Scan the entries below for lines holding "other". Give the number of such lines alone.
##############################
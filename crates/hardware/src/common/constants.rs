//! Global Target Constants.
//!
//! This module defines the fixed values shared across the target composition and build flow. It includes:
//! 1. **Resource Names:** The platform resources requested during composition.
//! 2. **Wiring Constants:** Values the reference configuration ties peripherals to.
//! 3. **Build Constants:** Artifact layout and temporary directory naming.

/// Name of the clock input resource (buffered into the always-on domain).
pub const RES_CLK_IF: &str = "clk_if";

/// Name of the I2C bus resource shared with the host-side microcontroller.
pub const RES_I2C: &str = "i2c";

/// Name of the host-bridge (FX2 slave FIFO) bus resource.
pub const RES_FX2: &str = "fx2";

/// Name of the sync strobe resource.
pub const RES_SYNC: &str = "sync";

/// Name of the generic I/O bank resource. Requested once per port.
pub const RES_IO: &str = "io";

/// 7-bit I2C address the peripheral-side controller answers on.
pub const I2C_ADDRESS: u8 = 0b0001000;

/// Highest address representable on a 7-bit I2C bus.
pub const I2C_ADDRESS_MAX: u8 = 0x7F;

/// Initial value of the power-on reset counter, in always-on clock cycles.
pub const RESET_DELAY: u32 = 2047;

/// Default queue depth of every host-bridge FIFO.
pub const FIFO_DEPTH: usize = 511;

/// Name of the top-level module in the hardware description.
pub const TOP_NAME: &str = "top";

/// File name of the bitstream the toolchain leaves in the build directory.
pub const BITSTREAM_FILE: &str = "top.bin";

/// Prefix of temporary build directories created when the caller supplies none.
pub const BUILD_DIR_PREFIX: &str = "glasgow_";
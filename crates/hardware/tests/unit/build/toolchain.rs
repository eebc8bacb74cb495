//! # Toolchain Invocation Tests

use gateware_target::build::toolchain::{find_tool, run};
use gateware_target::common::PlatformError;
use std::process::Command;

#[test]
fn test_missing_tool_is_reported_by_name() {
    match find_tool("definitely-not-an-fpga-tool") {
        Err(PlatformError::ToolNotFound { tool }) => assert_eq!(tool, "definitely-not-an-fpga-tool"),
        other => panic!("expected ToolNotFound, got {other:?}"),
    }
}

#[cfg(unix)]
#[test]
fn test_successful_step() {
    assert!(run(Command::new("sh").arg("-c").arg("exit 0"), "sh").is_ok());
}

#[cfg(unix)]
#[test]
fn test_failed_step_captures_stderr() {
    let err = run(
        Command::new("sh").arg("-c").arg("echo 'no placement found' >&2; exit 3"),
        "nextpnr-ice40",
    )
    .unwrap_err();
    match err {
        PlatformError::ToolFailed {
            tool,
            status,
            stderr,
        } => {
            assert_eq!(tool, "nextpnr-ice40");
            assert_eq!(status.code(), Some(3));
            assert!(stderr.contains("no placement found"));
        }
        other => panic!("expected ToolFailed, got {other:?}"),
    }
}

#[test]
fn test_unspawnable_program_is_io_error() {
    let err = run(&mut Command::new("/nonexistent/yosys"), "yosys").unwrap_err();
    assert!(matches!(err, PlatformError::Io(_)));
}
//! External toolchain invocation.
//!
//! Helpers for locating toolchain programs on `PATH` and running them to
//! completion with captured output. A non-zero exit becomes
//! [`PlatformError::ToolFailed`] carrying the program's standard error.

use std::path::PathBuf;
use std::process::Command;

use crate::common::PlatformError;

/// Locates `tool` on `PATH`.
///
/// # Errors
///
/// Returns [`PlatformError::ToolNotFound`] if no executable of that name exists.
pub fn find_tool(tool: &str) -> Result<PathBuf, PlatformError> {
    which::which(tool).map_err(|_| PlatformError::ToolNotFound {
        tool: tool.to_owned(),
    })
}

/// Runs `cmd` to completion, labelling failures with `what`.
///
/// # Errors
///
/// Returns [`PlatformError::Io`] if the process cannot be spawned and
/// [`PlatformError::ToolFailed`] if it exits unsuccessfully.
pub fn run(cmd: &mut Command, what: &str) -> Result<(), PlatformError> {
    tracing::debug!(tool = what, command = ?cmd, "running toolchain step");
    let out = cmd.output()?;
    if !out.status.success() {
        return Err(PlatformError::ToolFailed {
            tool: what.to_owned(),
            status: out.status,
            stderr: String::from_utf8_lossy(&out.stderr).into_owned(),
        });
    }
    Ok(())
}
//! Platform and peripheral traits.
//!
//! This module defines the seams between the target composition and its collaborators:
//! 1. **Resources:** `Resource` handles handed out by the board for named pin groups.
//! 2. **Platform:** Resource requests, hardware description output, and toolchain builds.
//! 3. **Peripherals:** A common `Peripheral` view over the instantiated cores.
//!
//! All platforms must be `Send + Sync` so a composed target can be moved to a build thread.

use std::fmt;
use std::path::Path;

use serde::Serialize;

use crate::common::PlatformError;
use crate::soc::design::Design;

/// Handle to a named group of board pins.
///
/// Multi-instance resources (e.g. `io`) are distinguished by `number`.
#[derive(Debug, Clone, PartialEq, Eq, Hash, Serialize)]
pub struct Resource {
    /// Resource name as listed by the board.
    pub name: String,
    /// Instance number within resources sharing the name.
    pub number: usize,
    /// Number of signals in the group.
    pub width: u32,
}

impl Resource {
    /// Creates a resource handle.
    pub fn new(name: impl Into<String>, number: usize, width: u32) -> Self {
        Self {
            name: name.into(),
            number,
            width,
        }
    }

    /// Returns the port identifier used for this resource in the hardware description.
    pub fn port_name(&self) -> String {
        format!("{}_{}", self.name, self.number)
    }
}

impl fmt::Display for Resource {
    fn fmt(&self, f: &mut fmt::Formatter<'_>) -> fmt::Result {
        write!(f, "{}#{}", self.name, self.number)
    }
}

/// Board collaborator: owns pin resources and drives the synthesis toolchain.
pub trait Platform: Send + Sync {
    /// Hands out the next unused instance of the named resource.
    ///
    /// # Errors
    ///
    /// [`PlatformError::UnknownResource`] if the board has no such resource, or
    /// [`PlatformError::ResourceUnavailable`] once every instance has been requested.
    fn request(&mut self, name: &str) -> Result<Resource, PlatformError>;

    /// Renders the design as hardware description text.
    ///
    /// # Errors
    ///
    /// Returns a platform error if the design cannot be expressed on this board.
    fn hardware_description(&self, design: &Design) -> Result<String, PlatformError>;

    /// Runs the toolchain on `design`, leaving intermediates and `top.bin` in `build_dir`.
    ///
    /// # Errors
    ///
    /// Returns a platform error if any toolchain step fails.
    fn build(&self, design: &Design, build_dir: &Path) -> Result<(), PlatformError>;
}

/// Common view over an instantiated peripheral core.
pub trait Peripheral {
    /// Returns the instance name used in the hardware description (e.g. `"i2c_target"`).
    fn name(&self) -> &str;

    /// Returns the module (cell type) this peripheral instantiates.
    fn cell(&self) -> &str;

    /// Returns the `(name, value)` parameters the cell is instantiated with.
    fn parameters(&self) -> Vec<(&'static str, u64)> {
        Vec::new()
    }

    /// Returns the board resource the peripheral is attached to, if any.
    fn resource(&self) -> Option<&Resource> {
        None
    }

    /// Returns the `(signal, width)` nets this cell shares with the cells layered on it.
    fn exports(&self) -> Vec<(&'static str, u32)> {
        Vec::new()
    }

    /// Returns the instance name of the cell whose exported nets this peripheral consumes.
    fn upstream(&self) -> Option<&str> {
        None
    }
}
##############################
OUTPUT OF THE EXERCISE ▸ 2